Motley Moose – Archive

Since 2008 – Progress Through Politics

132 comments

  1. Kysen

    A grown man, after being told to stay put, gets out of his car with a loaded/chambered gun to chase down an innocent teenager…kills said child…walks free.

    Pathetic.

    /shakes head

  2. Jk2003

    I just hope his family can find some peace somehow.  I have no idea how that is possible.  Sad.  

  3. PadreJM

    “. . . for they said, ‘There is no truth or justice in them, for they have violated the agreement and the oath that they swore'”          — I Maccabees 7:18 (NRSVCE)

    O Eternal Light of the World, you have breathed into all peoples the breath of life.

    It is your will that they be gathered together

    as one family in yourself.

    Fill each heart of mankind with the fire of divine love

    and with the desire to ensure justice for all.

    By sharing the good things you give us,

    may we secure equality for all

    our brothers and sisters throughout the world.

    May there be an end to division, strife and war.

    May there be a dawning of a society

    built on love and peace.  In your Holy Name, Amen.

  4. Someone mentioned that the NAACP Annual Convention starts today in Orlando and the National Association of Black Journalists Convention begins July 31 in Orlando.

    Do we boycott the state and risk harming the working people of Florida who are probably as disgusted with this awful law as we are?

    A lot of groups canceled Arizona conventions after SB1070. It got the attention of the businessmen who own the Republican party.  

  5. fogiv

    fuck this.  it’s simple:  trayvon is dead — he shouldn’t be.  i can’t say anymore about this w/out blowing my fucking top right now.  and the msm is soooo worried about blacks rioting.  it’s me they should be worried about.

  6. HappyinVT

    momobaggins Jul 13, 10:48pm via Twitter for iPhone

    What I’ve been taught by the gov’t in the last 24hrs: having an abortion is murder, but shooting an innocent black kid is not.

  7. ILS 27L

    More wannabe cops are now free to go kill all those “a**holes” (as long as they’re black) to make themselves feel powerful. That sucks.

    Meanwhile here in Texas we’ve made it easier to kill women who have the nerve to not want to be pregnant. Men afraid that they would have been aborted driving that gem.

    I’m just glad that I don’t have any kids who will have to live through the conservative police state that this country is becoming.

    Damn

  8. louisprandtl

    he was charged with. We must be living on different planets.

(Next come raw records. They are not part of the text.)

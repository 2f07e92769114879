//! Custom error types for swath subsetting

use std::fmt;
use std::io;

/// How far an error reaches when the driver decides what to do with it
#[derive(Debug, Clone, Copy, PartialEq, Eq)]
pub enum ErrorScope {
    /// Only the scan being processed is lost; the run continues
    Scan,
    /// The whole run must stop
    Run,
}

/// Swath subsetting error types
#[derive(Debug)]
pub enum SubsetError {
    /// I/O error
    IoError(io::Error),
    /// Scan and coordinate grid disagree on shape
    ShapeMismatch {
        expected: (usize, usize),
        actual: (usize, usize),
    },
    /// Unparsable scan, coordinate or stream header
    InvalidHeader(String),
    /// Timestamp that is not a valid YYYYDDDHHMM
    InvalidTimestamp(i64),
    /// Timestamp not strictly after the previous scan
    NonMonotonicTimestamp { previous: i64, current: i64 },
    /// Output or working buffer could not be allocated
    AllocationFailed(usize),
    /// Longitude/latitude rectangle is malformed
    InvalidDomain(String),
    /// Payload value that cannot be serialized
    NonFiniteValue { record: usize, index: usize },
    /// Interchange reader/writer called out of order
    InvalidState { expected: &'static str, actual: &'static str },
    /// No scan of the run was processed successfully
    NoScansProcessed,
    /// Invalid configuration file or option
    ConfigError(String),
    /// Generic error with message
    GenericError(String),
}

impl SubsetError {
    /// Scope of this error under the scan-skipping policy
    pub fn scope(&self) -> ErrorScope {
        match self {
            SubsetError::ShapeMismatch { .. }
            | SubsetError::InvalidHeader(_)
            | SubsetError::InvalidTimestamp(_)
            | SubsetError::NonMonotonicTimestamp { .. }
            | SubsetError::AllocationFailed(_) => ErrorScope::Scan,
            _ => ErrorScope::Run,
        }
    }
}

impl fmt::Display for SubsetError {
    fn fmt(&self, f: &mut fmt::Formatter<'_>) -> fmt::Result {
        match self {
            SubsetError::IoError(e) => write!(f, "I/O error: {}", e),
            SubsetError::ShapeMismatch { expected, actual } => write!(
                f,
                "Shape mismatch: expected {}x{}, found {}x{}",
                expected.0, expected.1, actual.0, actual.1
            ),
            SubsetError::InvalidHeader(msg) => write!(f, "Invalid header: {}", msg),
            SubsetError::InvalidTimestamp(t) => write!(f, "Invalid timestamp: {}", t),
            SubsetError::NonMonotonicTimestamp { previous, current } => write!(
                f,
                "Timestamp {} does not follow previous timestamp {}",
                current, previous
            ),
            SubsetError::AllocationFailed(len) => {
                write!(f, "Failed to allocate buffer of {} values", len)
            }
            SubsetError::InvalidDomain(msg) => write!(f, "Invalid domain: {}", msg),
            SubsetError::NonFiniteValue { record, index } => write!(
                f,
                "Non-finite value at index {} of record {}",
                index, record
            ),
            SubsetError::InvalidState { expected, actual } => write!(
                f,
                "Interchange stream in state {}, expected {}",
                actual, expected
            ),
            SubsetError::NoScansProcessed => write!(f, "No scan was processed successfully"),
            SubsetError::ConfigError(msg) => write!(f, "Configuration error: {}", msg),
            SubsetError::GenericError(msg) => write!(f, "Subset error: {}", msg),
        }
    }
}

impl std::error::Error for SubsetError {
    fn source(&self) -> Option<&(dyn std::error::Error + 'static)> {
        match self {
            SubsetError::IoError(e) => Some(e),
            _ => None,
        }
    }
}

impl From<io::Error> for SubsetError {
    fn from(error: io::Error) -> Self {
        SubsetError::IoError(error)
    }
}

impl From<String> for SubsetError {
    fn from(msg: String) -> Self {
        SubsetError::GenericError(msg)
    }
}

/// Result type for subsetting operations
pub type SubsetResult<T> = Result<T, SubsetError>;
//! Interchange stream inspection command

use std::path::PathBuf;

use clap::ArgMatches;
use log::info;

use crate::api::SwathKit;
use crate::commands::command_traits::Command;
use crate::errors::{SubsetError, SubsetResult};

/// Command for summarizing an existing stream file
pub struct InspectCommand {
    /// Path to the stream file
    input_file: PathBuf,
}

impl InspectCommand {
    /// Create a new inspect command from the first input argument
    pub fn new(args: &ArgMatches) -> SubsetResult<Self> {
        let input_file = args
            .get_many::<String>("inputs")
            .and_then(|mut inputs| inputs.next())
            .ok_or_else(|| SubsetError::ConfigError("Missing stream file to inspect".to_string()))?;

        Ok(InspectCommand {
            input_file: PathBuf::from(input_file),
        })
    }
}

impl Command for InspectCommand {
    fn execute(&self) -> SubsetResult<()> {
        info!("Inspecting {}", self.input_file.display());
        let report = SwathKit::inspect(&self.input_file)?;
        print!("{}", report);
        Ok(())
    }
}
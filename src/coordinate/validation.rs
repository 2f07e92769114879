//! Coordinate and value predicates
//!
//! Pure checks shared by every stage of the subsetting engine. None of these
//! fail; callers decide what an invalid value means for them.

/// Sentinel written over invalid or absent pixel values
pub const MISSING: f64 = -9999.0;

/// Is `lon` a finite longitude in [-180, 180]
#[inline]
pub fn is_valid_longitude(lon: f64) -> bool {
    (-180.0..=180.0).contains(&lon)
}

/// Is `lat` a finite latitude in [-90, 90]
#[inline]
pub fn is_valid_latitude(lat: f64) -> bool {
    (-90.0..=90.0).contains(&lat)
}

/// Is the pair a valid longitude/latitude
#[inline]
pub fn is_valid_lon_lat(lon: f64, lat: f64) -> bool {
    is_valid_longitude(lon) && is_valid_latitude(lat)
}

/// Is `value` the MISSING sentinel
#[inline]
pub fn is_missing(value: f64) -> bool {
    value == MISSING
}

/// Is `yyyydddhhmm` a well-formed UTC timestamp
///
/// Year 1900-9999, day of year within that year's length, hour 0-23,
/// minute 0-59.
pub fn is_valid_timestamp(yyyydddhhmm: i64) -> bool {
    if yyyydddhhmm < 0 {
        return false;
    }

    let year = yyyydddhhmm / 10_000_000;
    let day = yyyydddhhmm / 10_000 % 1000;
    let hour = yyyydddhhmm / 100 % 100;
    let minute = yyyydddhhmm % 100;

    (1900..=9999).contains(&year)
        && day >= 1
        && day <= days_in_year(year)
        && (0..=23).contains(&hour)
        && (0..=59).contains(&minute)
}

/// Number of days in a Gregorian year
pub fn days_in_year(year: i64) -> i64 {
    let leap = (year % 4 == 0 && year % 100 != 0) || year % 400 == 0;
    if leap {
        366
    } else {
        365
    }
}
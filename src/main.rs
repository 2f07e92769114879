use std::process;
use log::{error, LevelFilter};

use swathkit::utils::logger::Logger;
use swathkit::commands::{build_cli, CommandFactory, SwathkitCommandFactory};

fn main() {
    let matches = build_cli().get_matches();

    let level = if matches.get_flag("verbose") {
        LevelFilter::Debug
    } else {
        LevelFilter::Info
    };

    match matches.get_one::<String>("log-file") {
        Some(log_file) => {
            if let Err(e) = Logger::init_global_logger(log_file, level) {
                eprintln!("Error setting up global logger: {}", e);
                process::exit(1);
            }
        }
        None => {
            env_logger::Builder::new()
                .filter_level(level)
                .parse_default_env()
                .init();
        }
    }

    let factory = SwathkitCommandFactory::new();

    let command_result = factory.create_command(&matches);
    match command_result {
        Ok(command) => {
            if let Err(e) = command.execute() {
                error!("Command execution error: {}", e);
                eprintln!("Error: {}", e);
                process::exit(1);
            }
        },
        Err(e) => {
            error!("Failed to create command: {}", e);
            eprintln!("Error: {}", e);
            process::exit(1);
        }
    };
}
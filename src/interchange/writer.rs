//! Interchange stream writer
//!
//! The stream is written in four sections and the writer only accepts them
//! in order: header, timestamps, point counts, then one payload per record.
//! Any failure poisons the writer so a half-written stream cannot be
//! finished.

use std::io::Write;

use log::{debug, info};

use crate::errors::{SubsetError, SubsetResult};
use crate::io::byte_order::{ByteOrder, ByteOrderHandler};
use crate::swath::{PackedArrays, SubsetRecord, Timestamp};

use super::header::Header;

/// Section the stream expects next
#[derive(Debug, Clone, Copy, PartialEq, Eq)]
pub enum StreamState {
    Header,
    Timestamps,
    Counts,
    Payload,
    Done,
    /// A previous call failed
    Failed,
}

impl StreamState {
    pub fn name(&self) -> &'static str {
        match self {
            StreamState::Header => "header",
            StreamState::Timestamps => "timestamps",
            StreamState::Counts => "counts",
            StreamState::Payload => "payload",
            StreamState::Done => "done",
            StreamState::Failed => "failed",
        }
    }
}

/// Writes one interchange stream to `W`
pub struct InterchangeWriter<W: Write> {
    writer: W,
    handler: Box<dyn ByteOrderHandler>,
    state: StreamState,
    records: usize,
    variables: usize,
    counts: Vec<usize>,
    written: usize,
}

impl<W: Write> InterchangeWriter<W> {
    pub fn new(writer: W) -> Self {
        InterchangeWriter {
            writer,
            handler: ByteOrder::WIRE.create_handler(),
            state: StreamState::Header,
            records: 0,
            variables: 0,
            counts: Vec::new(),
            written: 0,
        }
    }

    pub fn state(&self) -> StreamState {
        self.state
    }

    fn expect(&self, expected: StreamState) -> SubsetResult<()> {
        if self.state == expected {
            Ok(())
        } else {
            Err(SubsetError::InvalidState {
                expected: expected.name(),
                actual: self.state.name(),
            })
        }
    }

    /// Run `step`, poisoning the writer if it fails
    fn guarded<T>(&mut self, step: impl FnOnce(&mut Self) -> SubsetResult<T>) -> SubsetResult<T> {
        let result = step(self);
        if result.is_err() {
            self.state = StreamState::Failed;
        }
        result
    }

    pub fn write_header(&mut self, header: &Header) -> SubsetResult<()> {
        self.expect(StreamState::Header)?;
        self.guarded(|this| {
            header.layout()?;
            header.write_to(&mut this.writer)?;
            this.records = header.records;
            this.variables = header.variable_count();
            this.state = StreamState::Timestamps;
            debug!(
                "Wrote header for {} records of {} variables, {} payload",
                this.records,
                this.variables,
                ByteOrder::WIRE.name()
            );
            Ok(())
        })
    }

    /// Write the record timestamps, which must be valid and non-decreasing
    pub fn write_timestamps(&mut self, timestamps: &[i64]) -> SubsetResult<()> {
        self.expect(StreamState::Timestamps)?;
        self.guarded(|this| {
            this.check_len(timestamps.len(), "timestamps")?;
            let mut previous: Option<i64> = None;
            for &timestamp in timestamps {
                Timestamp::new(timestamp)?;
                if let Some(previous) = previous {
                    if timestamp < previous {
                        return Err(SubsetError::NonMonotonicTimestamp { previous, current: timestamp });
                    }
                }
                previous = Some(timestamp);
            }
            for &timestamp in timestamps {
                this.handler.write_i64(&mut this.writer, timestamp)?;
            }
            this.state = StreamState::Counts;
            Ok(())
        })
    }

    /// Write the number of points of each record
    pub fn write_counts(&mut self, counts: &[usize]) -> SubsetResult<()> {
        self.expect(StreamState::Counts)?;
        self.guarded(|this| {
            this.check_len(counts.len(), "counts")?;
            if let Some(record) = counts.iter().position(|&count| count == 0) {
                return Err(SubsetError::GenericError(format!("record {} has no points", record)));
            }
            for &count in counts {
                this.handler.write_i64(&mut this.writer, count as i64)?;
            }
            this.counts = counts.to_vec();
            this.state = if this.records == 0 {
                StreamState::Done
            } else {
                StreamState::Payload
            };
            Ok(())
        })
    }

    /// Write the next record's arrays
    pub fn write_payload(&mut self, arrays: &PackedArrays) -> SubsetResult<()> {
        self.expect(StreamState::Payload)?;
        self.guarded(|this| {
            let record = this.written;
            let expected = this.counts[record];
            if arrays.points() != expected || arrays.layout().variable_count() != this.variables {
                return Err(SubsetError::GenericError(format!(
                    "record {} holds {} points of {} variables, header says {} of {}",
                    record,
                    arrays.points(),
                    arrays.layout().variable_count(),
                    expected,
                    this.variables
                )));
            }
            if let Some(index) = arrays.as_slice().iter().position(|value| !value.is_finite()) {
                return Err(SubsetError::NonFiniteValue { record, index });
            }
            this.handler.write_f64_slice(&mut this.writer, arrays.as_slice())?;
            this.written += 1;
            if this.written == this.records {
                this.state = StreamState::Done;
            }
            Ok(())
        })
    }

    /// Flush and hand back the underlying writer
    pub fn finish(mut self) -> SubsetResult<W> {
        self.expect(StreamState::Done)?;
        self.writer.flush()?;
        Ok(self.writer)
    }

    fn check_len(&self, len: usize, what: &str) -> SubsetResult<()> {
        if len != self.records {
            return Err(SubsetError::GenericError(format!(
                "{} {} given for {} records",
                len, what, self.records
            )));
        }
        Ok(())
    }
}

/// Write a complete stream of `records` described by `header`
pub fn write_stream<W: Write>(writer: W, header: &Header, records: &[SubsetRecord]) -> SubsetResult<W> {
    let mut stream = InterchangeWriter::new(writer);
    stream.write_header(header)?;

    let timestamps: Vec<i64> = records.iter().map(|r| r.timestamp().value()).collect();
    stream.write_timestamps(&timestamps)?;

    let counts: Vec<usize> = records.iter().map(SubsetRecord::points).collect();
    stream.write_counts(&counts)?;

    for record in records {
        stream.write_payload(record.arrays())?;
    }

    let total: usize = counts.iter().sum();
    info!("Wrote {} records, {} points", records.len(), total);
    stream.finish()
}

    Unfortunately Trayvon Martin’s killing is an American story replete with racial profiling, racist prejudices, continued societal sanctioned violence against African Americans, trigger happy killer with access to unlimited number of guns, terrible laws like stand your ground, travesty of justice, unequal treatment of Americans under our laws based on race and class.

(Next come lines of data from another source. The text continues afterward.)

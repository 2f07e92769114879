//! Point structure for representing geographic coordinates

/// A longitude/latitude pair in degrees
#[derive(Debug, Clone, Copy, PartialEq)]
pub struct Point {
    /// Longitude in degrees east
    pub lon: f64,
    /// Latitude in degrees north
    pub lat: f64,
}

impl Point {
    /// Create a new point
    pub fn new(lon: f64, lat: f64) -> Self {
        Point { lon, lat }
    }

    /// Midpoint of the segment between two points
    pub fn midpoint(&self, other: &Point) -> Point {
        Point::new(0.5 * (self.lon + other.lon), 0.5 * (self.lat + other.lat))
    }

    /// Reflect `other` through this point: `self + (self - other)`
    pub fn reflect(&self, other: &Point) -> Point {
        Point::new(
            self.lon + (self.lon - other.lon),
            self.lat + (self.lat - other.lat),
        )
    }

    /// Clamp into [-180, 180] x [-90, 90]
    pub fn clamped(&self) -> Point {
        Point::new(self.lon.clamp(-180.0, 180.0), self.lat.clamp(-90.0, 90.0))
    }
}
use indicatif::{ProgressBar, ProgressStyle};

/// Progress bar on stderr for runs over many scans
pub struct ProgressTracker {
    bar: ProgressBar,
}

impl ProgressTracker {
    pub fn new(total: u64, description: &str) -> Self {
        let bar = ProgressBar::new(total);
        let style = ProgressStyle::default_bar()
            .template("{spinner:.green} [{elapsed_precise}] [{bar:40.cyan/blue}] {pos}/{len} ({eta}) {msg}")
            .unwrap_or_else(|_| ProgressStyle::default_bar())
            .progress_chars("#>-");
        bar.set_style(style);
        bar.set_message(description.to_string());

        ProgressTracker {
            bar,
        }
    }

    /// A tracker that draws nothing
    pub fn hidden() -> Self {
        ProgressTracker {
            bar: ProgressBar::hidden(),
        }
    }

    pub fn increment(&self, amount: u64) {
        self.bar.inc(amount);
    }

    pub fn finish(&self) {
        self.bar.finish_with_message("Completed");
    }
}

    Justice Roberts, what were you saying, again?

  9. JG in MD

    Dear God. I didn’t follow the trial, not one word. Then last night…. I feel dead inside.

    All those who don’t riot today deserve to sit at the right hand of God.

  10. Just like the “union thugs rioting” in Madison WI in February with palm trees in the background … “footage” of a riot last night in Miami went viral.

    The Riot That Wasn’t

    Except there was no riot in Miami. The video was from the 2011 Stanley Cup Riot in Vancouver, Canada. The debunked video has since been deleted, but that probably won’t matter. After all, two store windows were broken in Oakland, prompting this reader response:


       blacks are animals this wasn’t a big surprise that they riot

    (snip)

    So white people who kill black teenagers shouldn’t even go to court. Because blacks are violent … even if conservatives have [to] use video of rioting (white) hockey fans in Vancouver to prove it.

  11. Issues of guns and issues of race.

    The flat reality is that without the gun in the situation we would have two living parties instead of one. If the shooter had not brought a gun he wouldn’t have been in fear of anyone taking it from him and shooting him. The net of this case is that as long as you bring a gun everything is self defense.

    The other reality is that if the child was white none of this would have happened. That if it had, and the shooter had been an adult black man, the case would have been handled differently before the smoke from the shot had cleared.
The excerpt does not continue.